What you need to do
Filter the entries for lines with the word "Just".

● ● ● ● ● ● ●

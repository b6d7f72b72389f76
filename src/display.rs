//! Display strings shared by the list and detail views.

use chrono::{DateTime, Utc};

/// `1234` → `1.2K`, `3_400_000` → `3.4M`.
pub fn abbreviate_count(count: u64) -> String {
    if count >= 1_000_000 {
        format!("{:.1}M", count as f64 / 1_000_000.0)
    } else if count >= 1_000 {
        format!("{:.1}K", count as f64 / 1_000.0)
    } else {
        count.to_string()
    }
}

pub fn relative_time(at: DateTime<Utc>) -> String {
    relative_time_from(at, Utc::now())
}

/// Age of `at` as seen from `now`. Anything a week or older is shown as a
/// date.
pub fn relative_time_from(at: DateTime<Utc>, now: DateTime<Utc>) -> String {
    let age = now.signed_duration_since(at);
    let minutes = age.num_minutes();
    let hours = age.num_hours();
    let days = age.num_days();

    if minutes < 1 {
        "Just now".to_string()
    } else if minutes < 60 {
        format!("{}m ago", minutes)
    } else if hours < 24 {
        format!("{}h ago", hours)
    } else if days < 7 {
        format!("{}d ago", days)
    } else {
        at.format("%-m/%-d/%Y").to_string()
    }
}

/// Read time of a digest item, given in seconds.
pub fn read_time(seconds: Option<u32>) -> String {
    match seconds {
        None | Some(0) => "Quick read".to_string(),
        Some(s) if s < 60 => format!("{}s", s),
        Some(s) => format!("{}m read", s.div_ceil(60)),
    }
}

/// Time spent reading, e.g. `45m` or `1h 5m`.
pub fn duration(seconds: u64) -> String {
    let minutes = seconds / 60;
    if minutes < 60 {
        return format!("{}m", minutes);
    }
    format!("{}h {}m", minutes / 60, minutes % 60)
}

/// Split a `|`-joined key-point string, dropping blank entries.
pub fn split_key_points(joined: &str) -> Vec<String> {
    joined
        .split('|')
        .map(str::trim)
        .filter(|p| !p.is_empty())
        .map(str::to_string)
        .collect()
}

const VISIBLE_PAGES: u32 = 5;

/// Page buttons around the current page.
#[derive(Debug, Clone, PartialEq, Eq)]
pub struct PageWindow {
    pub pages: Vec<u32>,
    /// Page 1 is outside the window and gets its own button.
    pub show_first: bool,
    pub leading_ellipsis: bool,
    pub show_last: bool,
    pub trailing_ellipsis: bool,
    pub has_prev: bool,
    pub has_next: bool,
}

/// Up to five consecutive pages centred on `current`, shifted left near the
/// end. `None` when there is only one page.
pub fn page_window(current: u32, total_pages: u32) -> Option<PageWindow> {
    if total_pages <= 1 {
        return None;
    }
    let mut start = current.saturating_sub(VISIBLE_PAGES / 2).max(1);
    let end = (start + VISIBLE_PAGES - 1).min(total_pages);
    if end == total_pages {
        start = end.saturating_sub(VISIBLE_PAGES - 1).max(1);
    }

    Some(PageWindow {
        pages: (start..=end).collect(),
        show_first: start > 1,
        leading_ellipsis: start > 2,
        show_last: end < total_pages,
        trailing_ellipsis: end + 1 < total_pages,
        has_prev: current > 1,
        has_next: current < total_pages,
    })
}

#[cfg(test)]
mod tests {
    use super::*;
    use chrono::{Duration, TimeZone};

    #[test]
    fn test_abbreviate_count() {
        assert_eq!(abbreviate_count(999), "999");
        assert_eq!(abbreviate_count(1_234), "1.2K");
        assert_eq!(abbreviate_count(3_400_000), "3.4M");
    }

    #[test]
    fn test_relative_time_buckets() {
        let now = Utc.with_ymd_and_hms(2024, 3, 20, 12, 0, 0).unwrap();
        assert_eq!(relative_time_from(now - Duration::seconds(20), now), "Just now");
        assert_eq!(relative_time_from(now - Duration::minutes(5), now), "5m ago");
        assert_eq!(relative_time_from(now - Duration::hours(3), now), "3h ago");
        assert_eq!(relative_time_from(now - Duration::days(2), now), "2d ago");
        assert_eq!(relative_time_from(now - Duration::days(30), now), "2/19/2024");
    }

    #[test]
    fn test_read_time() {
        assert_eq!(read_time(None), "Quick read");
        assert_eq!(read_time(Some(45)), "45s");
        assert_eq!(read_time(Some(130)), "3m read");
    }

    #[test]
    fn test_duration() {
        assert_eq!(duration(0), "0m");
        assert_eq!(duration(45 * 60), "45m");
        assert_eq!(duration(65 * 60), "1h 5m");
    }

    #[test]
    fn test_split_key_points() {
        assert_eq!(split_key_points("a | b||c "), vec!["a", "b", "c"]);
    }

    #[test]
    fn test_page_window_middle() {
        let w = page_window(6, 20).unwrap();
        assert_eq!(w.pages, vec![4, 5, 6, 7, 8]);
        assert!(w.show_first && w.leading_ellipsis);
        assert!(w.show_last && w.trailing_ellipsis);
    }

    #[test]
    fn test_page_window_near_end_shifts_left() {
        let w = page_window(19, 20).unwrap();
        assert_eq!(w.pages, vec![16, 17, 18, 19, 20]);
        assert!(!w.show_last);
        assert!(w.has_next);
    }

    #[test]
    fn test_page_window_start_and_single_page() {
        let w = page_window(1, 3).unwrap();
        assert_eq!(w.pages, vec![1, 2, 3]);
        assert!(!w.show_first && !w.has_prev);
        assert!(page_window(1, 1).is_none());
    }
}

● ● ● ● ● ● ●

Problem solution
        "Just now".to_string()
        assert_eq!(relative_time_from(now - Duration::seconds(20), now), "Just now");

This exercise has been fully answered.